BEGIN Source information
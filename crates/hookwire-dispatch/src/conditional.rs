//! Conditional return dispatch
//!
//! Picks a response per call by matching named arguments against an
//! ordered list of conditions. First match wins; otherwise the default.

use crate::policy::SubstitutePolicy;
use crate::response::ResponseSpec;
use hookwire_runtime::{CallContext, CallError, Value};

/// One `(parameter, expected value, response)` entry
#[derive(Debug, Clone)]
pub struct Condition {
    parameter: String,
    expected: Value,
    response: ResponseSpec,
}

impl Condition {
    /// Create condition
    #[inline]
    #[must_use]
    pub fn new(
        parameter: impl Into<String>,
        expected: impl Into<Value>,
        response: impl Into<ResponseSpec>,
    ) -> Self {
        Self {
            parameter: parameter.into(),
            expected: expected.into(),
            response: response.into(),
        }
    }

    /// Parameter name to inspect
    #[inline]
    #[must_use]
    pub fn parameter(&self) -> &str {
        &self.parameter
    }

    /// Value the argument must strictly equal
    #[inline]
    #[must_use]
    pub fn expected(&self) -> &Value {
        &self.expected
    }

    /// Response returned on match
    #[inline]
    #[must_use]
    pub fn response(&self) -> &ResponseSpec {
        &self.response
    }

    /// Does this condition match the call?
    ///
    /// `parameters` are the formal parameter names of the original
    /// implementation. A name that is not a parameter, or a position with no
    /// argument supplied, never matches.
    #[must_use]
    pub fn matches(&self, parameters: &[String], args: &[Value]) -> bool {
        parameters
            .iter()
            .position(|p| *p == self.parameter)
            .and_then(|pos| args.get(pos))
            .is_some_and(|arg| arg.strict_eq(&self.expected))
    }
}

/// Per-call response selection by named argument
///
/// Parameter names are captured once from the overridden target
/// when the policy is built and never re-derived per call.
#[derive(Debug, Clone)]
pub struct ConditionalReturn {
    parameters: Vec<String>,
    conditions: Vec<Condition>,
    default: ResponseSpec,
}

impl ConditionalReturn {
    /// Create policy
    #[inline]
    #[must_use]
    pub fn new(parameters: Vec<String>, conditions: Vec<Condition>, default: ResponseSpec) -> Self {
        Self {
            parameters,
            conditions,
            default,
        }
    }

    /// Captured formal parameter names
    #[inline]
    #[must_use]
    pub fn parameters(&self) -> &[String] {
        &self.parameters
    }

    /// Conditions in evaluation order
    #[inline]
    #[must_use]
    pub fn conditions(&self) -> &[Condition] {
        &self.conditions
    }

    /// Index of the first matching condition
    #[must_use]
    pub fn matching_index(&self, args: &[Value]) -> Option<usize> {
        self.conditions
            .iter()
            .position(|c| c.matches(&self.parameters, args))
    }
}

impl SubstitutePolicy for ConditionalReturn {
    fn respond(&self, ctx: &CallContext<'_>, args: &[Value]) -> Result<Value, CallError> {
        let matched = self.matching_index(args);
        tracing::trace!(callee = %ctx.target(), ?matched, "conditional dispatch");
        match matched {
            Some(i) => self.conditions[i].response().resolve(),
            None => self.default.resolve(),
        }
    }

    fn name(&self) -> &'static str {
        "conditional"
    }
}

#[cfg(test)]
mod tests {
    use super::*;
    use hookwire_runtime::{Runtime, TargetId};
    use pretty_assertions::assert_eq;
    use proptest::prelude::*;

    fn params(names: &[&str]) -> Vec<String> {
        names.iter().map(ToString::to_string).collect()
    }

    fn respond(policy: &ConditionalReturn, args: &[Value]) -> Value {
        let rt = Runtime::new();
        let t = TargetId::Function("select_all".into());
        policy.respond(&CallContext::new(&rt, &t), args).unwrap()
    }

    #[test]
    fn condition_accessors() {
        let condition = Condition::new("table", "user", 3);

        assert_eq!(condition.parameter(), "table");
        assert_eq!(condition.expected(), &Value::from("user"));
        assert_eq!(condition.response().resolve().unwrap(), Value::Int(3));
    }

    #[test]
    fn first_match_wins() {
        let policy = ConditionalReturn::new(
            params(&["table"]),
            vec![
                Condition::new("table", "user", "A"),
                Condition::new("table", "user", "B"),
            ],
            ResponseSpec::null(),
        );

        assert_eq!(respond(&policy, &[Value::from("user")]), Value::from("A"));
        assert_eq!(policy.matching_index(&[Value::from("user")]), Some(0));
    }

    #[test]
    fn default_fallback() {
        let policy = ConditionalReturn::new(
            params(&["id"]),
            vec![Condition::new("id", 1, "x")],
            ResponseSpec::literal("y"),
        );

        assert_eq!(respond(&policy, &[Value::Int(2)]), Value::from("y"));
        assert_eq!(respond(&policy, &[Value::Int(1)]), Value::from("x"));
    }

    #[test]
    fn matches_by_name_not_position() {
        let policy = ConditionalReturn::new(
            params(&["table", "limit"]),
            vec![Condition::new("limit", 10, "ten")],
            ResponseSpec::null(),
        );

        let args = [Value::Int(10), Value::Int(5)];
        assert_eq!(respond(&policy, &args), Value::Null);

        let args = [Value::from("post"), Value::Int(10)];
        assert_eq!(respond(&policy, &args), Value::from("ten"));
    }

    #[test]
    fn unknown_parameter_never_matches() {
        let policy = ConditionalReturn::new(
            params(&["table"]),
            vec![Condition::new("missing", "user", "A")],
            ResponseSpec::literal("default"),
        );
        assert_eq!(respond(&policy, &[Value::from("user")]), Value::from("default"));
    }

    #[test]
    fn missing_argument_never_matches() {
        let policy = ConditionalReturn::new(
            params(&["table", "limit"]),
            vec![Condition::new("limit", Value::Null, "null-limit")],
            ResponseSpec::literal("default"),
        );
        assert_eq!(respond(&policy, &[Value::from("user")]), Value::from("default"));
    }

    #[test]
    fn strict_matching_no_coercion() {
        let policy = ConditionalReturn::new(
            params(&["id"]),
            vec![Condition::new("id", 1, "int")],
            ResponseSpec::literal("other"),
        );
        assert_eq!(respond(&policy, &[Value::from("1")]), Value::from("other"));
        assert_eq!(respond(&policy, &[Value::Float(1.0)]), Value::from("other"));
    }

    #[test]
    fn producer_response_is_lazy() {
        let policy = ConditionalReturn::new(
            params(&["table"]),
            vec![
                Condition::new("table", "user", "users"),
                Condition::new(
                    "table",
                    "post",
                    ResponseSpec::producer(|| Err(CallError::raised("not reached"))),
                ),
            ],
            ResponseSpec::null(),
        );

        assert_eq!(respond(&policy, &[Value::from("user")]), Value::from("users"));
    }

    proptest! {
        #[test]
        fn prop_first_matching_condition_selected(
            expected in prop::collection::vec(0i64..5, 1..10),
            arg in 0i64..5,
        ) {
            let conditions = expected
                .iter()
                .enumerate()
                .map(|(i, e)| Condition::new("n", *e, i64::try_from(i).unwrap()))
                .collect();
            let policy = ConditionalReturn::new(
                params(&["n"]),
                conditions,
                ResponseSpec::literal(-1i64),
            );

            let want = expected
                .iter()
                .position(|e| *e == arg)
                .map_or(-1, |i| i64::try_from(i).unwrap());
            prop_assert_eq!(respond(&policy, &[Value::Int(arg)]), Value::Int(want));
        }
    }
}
END Source information
BEGIN Source information
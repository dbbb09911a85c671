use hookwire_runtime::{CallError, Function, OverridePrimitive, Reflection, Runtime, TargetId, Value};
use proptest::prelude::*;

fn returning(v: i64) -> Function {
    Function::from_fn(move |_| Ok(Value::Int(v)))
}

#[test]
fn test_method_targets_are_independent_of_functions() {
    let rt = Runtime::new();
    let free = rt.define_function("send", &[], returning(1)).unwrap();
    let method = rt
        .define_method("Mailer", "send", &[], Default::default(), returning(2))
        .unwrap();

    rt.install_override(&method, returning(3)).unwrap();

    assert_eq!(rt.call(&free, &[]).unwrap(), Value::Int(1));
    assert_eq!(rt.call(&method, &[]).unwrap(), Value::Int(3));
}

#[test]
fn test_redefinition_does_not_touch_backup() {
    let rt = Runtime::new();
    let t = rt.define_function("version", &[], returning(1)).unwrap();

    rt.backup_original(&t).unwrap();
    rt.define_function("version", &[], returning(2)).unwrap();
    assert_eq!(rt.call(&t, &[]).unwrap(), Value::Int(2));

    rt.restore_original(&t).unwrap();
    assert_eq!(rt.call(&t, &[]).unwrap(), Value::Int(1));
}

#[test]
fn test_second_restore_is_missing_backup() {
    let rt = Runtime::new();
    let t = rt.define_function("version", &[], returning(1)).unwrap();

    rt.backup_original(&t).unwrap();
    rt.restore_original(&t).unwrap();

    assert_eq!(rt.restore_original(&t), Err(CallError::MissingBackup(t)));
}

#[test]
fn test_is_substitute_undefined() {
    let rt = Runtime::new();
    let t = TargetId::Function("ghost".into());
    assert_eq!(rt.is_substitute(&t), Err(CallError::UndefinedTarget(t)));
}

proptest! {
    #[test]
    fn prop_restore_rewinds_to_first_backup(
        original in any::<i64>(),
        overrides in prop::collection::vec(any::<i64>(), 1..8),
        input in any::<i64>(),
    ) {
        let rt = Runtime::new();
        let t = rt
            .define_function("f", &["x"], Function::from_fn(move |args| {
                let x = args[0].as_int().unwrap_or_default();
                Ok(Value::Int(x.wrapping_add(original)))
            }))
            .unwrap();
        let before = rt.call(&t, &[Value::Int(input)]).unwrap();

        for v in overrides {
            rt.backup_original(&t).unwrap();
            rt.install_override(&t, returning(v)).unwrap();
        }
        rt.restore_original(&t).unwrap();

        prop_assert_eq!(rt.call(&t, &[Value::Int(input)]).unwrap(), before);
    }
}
END Source information
Task description -
In the entries above, find the line with "filename crates/hookwire-dispatch/src/conditional.rs" and the line with "use crate::policy::SubstitutePolicy;", then restate word for word both of them and every line between, with nothing more.

Exercise response -
filename crates/hookwire-dispatch/src/conditional.rs
//! Conditional return dispatch
//!
//! Picks a response per call by matching named arguments against an
//! ordered list of conditions. First match wins; otherwise the default.

use crate::policy::SubstitutePolicy;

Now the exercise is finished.